Skunk I will order your sticker first thing tommorow. Nice to have you in this CLUB also . Glad to see you guys had some pullage, come back and see us real soon Ryan.


----------



## SkunkApe (Dec 9, 2006)

*Oh, the humanity!!!*

I walked the dogs around 0500 this morning in search for anything that may have washed up. I stumbled across two of my missing beers washing in the surf near the scene of the disaster. I gathered them up and cracked one, sat on the beach a called out in vein for my missing tackle. It didn't wash up.
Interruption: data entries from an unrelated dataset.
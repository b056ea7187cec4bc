//! Task commands: list, get, add, update, delete

use anyhow::{anyhow, bail, Context, Result};
use colored::{ColoredString, Colorize};
use serde_json::json;
use tracing::debug;

use super::context::CommandContext;
use super::output::Output;
use crate::domain::{Priority, Task, TaskForest};
use crate::remote::{NewTask, TaskApi, TaskUpdate};

/// Filters for `task list`
#[derive(Debug, Clone, Default)]
pub struct ListFilter {
    /// Show only this task and its subtree
    pub task: Option<String>,
    pub status: Option<String>,
    pub priority: Option<Priority>,
}

impl ListFilter {
    fn has_predicates(&self) -> bool {
        self.status.is_some() || self.priority.is_some()
    }

    fn matches(&self, task: &Task) -> bool {
        let status_ok = self
            .status
            .as_deref()
            .map_or(true, |s| task.status.matches(s));
        let priority_ok = self.priority.map_or(true, |p| task.priority == Some(p));
        status_ok && priority_ok
    }
}

pub async fn list(
    ctx: &CommandContext,
    list: Option<String>,
    filter: ListFilter,
    output: &Output,
) -> Result<()> {
    let list_id = ctx.list_id(list)?;
    let tasks = ctx
        .api()
        .list_tasks(&list_id)
        .await
        .with_context(|| format!("Failed to fetch tasks of list {list_id}"))?;
    debug!(count = tasks.len(), "Fetched tasks");

    let forest = TaskForest::build(tasks);
    for issue in forest.issues() {
        output.warning(&issue.to_string());
    }

    let visits = match &filter.task {
        Some(id) => {
            let node = forest
                .find(id)
                .ok_or_else(|| anyhow!("Task {id} not found in list {list_id}"))?;
            forest.walk_from(&[node])
        }
        None => forest.walk(),
    };
    let visits = if filter.has_predicates() {
        forest.retain_matching(&visits, |t| filter.matches(t))
    } else {
        visits
    };

    if output.is_json() {
        output.data(&forest.to_nodes(&visits));
        return Ok(());
    }

    if visits.is_empty() {
        println!("No tasks found.");
        return Ok(());
    }

    for visit in &visits {
        let task = forest.task(visit.node);
        let dimmed = filter.has_predicates() && !filter.matches(task);
        println!("{}", task_line(task, visit.depth, dimmed));
    }
    println!();
    println!("{} task(s)", visits.len());

    Ok(())
}

fn task_line(task: &Task, depth: usize, context_only: bool) -> String {
    let indent = "  ".repeat(depth);
    let marker = if depth == 0 { "•" } else { "↳" };
    let name = if context_only {
        task.name.dimmed()
    } else if depth == 0 {
        task.name.bold()
    } else {
        task.name.normal()
    };

    format!(
        "{}{} {} {}  {} · {}",
        indent,
        marker,
        name,
        format!("[{}]", task.id).dimmed(),
        status_label(task),
        priority_label(task.priority),
    )
}

fn status_label(task: &Task) -> ColoredString {
    if task.status.is_closed() {
        task.status.name.green()
    } else {
        task.status.name.cyan()
    }
}

fn priority_label(priority: Option<Priority>) -> ColoredString {
    match priority {
        Some(Priority::Urgent) => "urgent".red().bold(),
        Some(Priority::High) => "high".yellow(),
        Some(Priority::Normal) => "normal".blue(),
        Some(Priority::Low) => "low".dimmed(),
        None => "no priority".dimmed(),
    }
}

pub async fn get(ctx: &CommandContext, id: &str, output: &Output) -> Result<()> {
    let api = ctx.api();
    let task = api
        .get_task(id)
        .await
        .with_context(|| format!("Failed to fetch task {id}"))?;

    let parent = match &task.parent_id {
        Some(parent_id) => match api.get_task(parent_id).await {
            Ok(parent) => Some(parent),
            Err(e) => {
                debug!(parent_id = %parent_id, error = %e, "Parent lookup failed");
                None
            }
        },
        None => None,
    };

    let subtasks = match api.list_subtasks(id).await {
        Ok(subtasks) => subtasks,
        Err(e) => {
            output.warning(&format!("Could not fetch subtasks: {e}"));
            Vec::new()
        }
    };

    if output.is_json() {
        output.data(&json!({
            "task": task,
            "parent": parent,
            "subtasks": subtasks,
        }));
        return Ok(());
    }

    println!("{} {}", task.name.bold(), format!("[{}]", task.id).dimmed());
    println!("Status:   {}", status_label(&task));
    println!("Priority: {}", priority_label(task.priority));
    if let Some(created) = task.created_at {
        println!("Created:  {}", created.format("%Y-%m-%d %H:%M"));
    }
    if let Some(due) = task.due_at {
        println!("Due:      {}", due.format("%Y-%m-%d"));
    }
    match (&parent, &task.parent_id) {
        (Some(parent), _) => println!("Parent:   {} [{}]", parent.name, parent.id),
        (None, Some(parent_id)) => println!("Parent:   [{}]", parent_id),
        _ => {}
    }
    if !task.tags.is_empty() {
        let tags: Vec<_> = task.tags.iter().map(|t| t.name.as_str()).collect();
        println!("Tags:     {}", tags.join(", "));
    }
    if let Some(url) = &task.url {
        println!("URL:      {}", url);
    }
    if let Some(description) = &task.description {
        println!();
        println!("{}", description);
    }
    if !subtasks.is_empty() {
        println!();
        println!("Subtasks ({}):", subtasks.len());
        for subtask in &subtasks {
            println!("{}", task_line(subtask, 1, false));
        }
    }

    Ok(())
}

/// Arguments of `task add`
#[derive(Debug, Clone)]
pub struct AddArgs {
    pub name: String,
    pub description: Option<String>,
    pub priority: Priority,
    pub status: Option<String>,
    pub parent: Option<String>,
    pub list: Option<String>,
}

pub async fn add(ctx: &CommandContext, args: AddArgs, output: &Output) -> Result<()> {
    let api = ctx.api();

    // Subtasks live in their parent's list
    let list_id = match &args.parent {
        Some(parent_id) => {
            let parent = api
                .get_task(parent_id)
                .await
                .with_context(|| format!("Failed to fetch parent task {parent_id}"))?;
            ctx.list_id(parent.list_id.or(args.list))?
        }
        None => ctx.list_id(args.list)?,
    };

    let new_task = NewTask {
        description: args.description,
        priority: Some(args.priority.ordinal()),
        status: args.status,
        parent: args.parent,
        ..NewTask::new(args.name)
    };
    let created = api
        .create_task(&list_id, &new_task)
        .await
        .with_context(|| format!("Failed to create task \"{}\"", new_task.name))?;

    if output.is_json() {
        output.data(&created);
    } else {
        output.success(&format!("Created task {} [{}]", created.name, created.id));
    }
    Ok(())
}

/// Arguments of `task update`
#[derive(Debug, Clone, Default)]
pub struct UpdateArgs {
    pub name: Option<String>,
    pub description: Option<String>,
    pub priority: Option<Priority>,
    pub status: Option<String>,
}

pub async fn update(ctx: &CommandContext, id: &str, args: UpdateArgs, output: &Output) -> Result<()> {
    let update = TaskUpdate {
        name: args.name,
        description: args.description,
        priority: args.priority.map(|p| p.ordinal()),
        status: args.status,
        ..Default::default()
    };
    if update.is_empty() {
        bail!("Nothing to update. Pass at least one of --name, --description, --priority, --status");
    }

    let task = ctx
        .api()
        .update_task(id, &update)
        .await
        .with_context(|| format!("Failed to update task {id}"))?;

    if output.is_json() {
        output.data(&task);
    } else {
        output.success(&format!("Updated task {} [{}]", task.name, task.id));
    }
    Ok(())
}

pub async fn delete(ctx: &CommandContext, id: &str, force: bool, output: &Output) -> Result<()> {
    if !force {
        bail!("Refusing to delete task {id} without --force");
    }

    ctx.api()
        .delete_task(id)
        .await
        .with_context(|| format!("Failed to delete task {id}"))?;

    output.success(&format!("Deleted task {id}"));
    Ok(())
}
I drank my beer, put my head in my hands and cried. King Neptune is a Grinch. 

Skunk


----------



## FishinAddiction (May 9, 2006)

SkunkApe said:


> I walked the dogs around 0500 this morning in search for anything that may have washed up. I stumbled across two of my missing beers washing in the surf near the scene of the disaster. I gathered them up and cracked one, sat on the beach a called out in vein for my missing tackle. It didn't wash up. I drank my beer, put my head in my hands and cried. King Neptune is a Grinch.
> 
> Skunk




LMAO!


----------



## baitslingin (Jul 31, 2005)

anyone wanna buy a Penn 440ssg attached to an Ugly Stick . Ill even throw in a couple rod leashes


----------



## uncdub13 (Aug 9, 2003)

Good fishin with y'all. Had a blast with those schoolies. Started out tossin a ratltrap with the factory hooks (didnt have time to change em out) and was missing and losing a bunch, including a nicer sized one. Between losing fish and having to deal with those treble hooks in the bumpy seas, i switched over to a jig head with paddle tail (DOA and then strike king 3x) and started burnin em up as fast as i could cast. Unfortunately the eels never got a bump. Still had a good time though. Also ended up being the first time in a while that my PFD got to see some action.


----------



## RuddeDogg (Mar 20, 2004)

*Nice work guys*

Great job. Congrats on the catch.


----------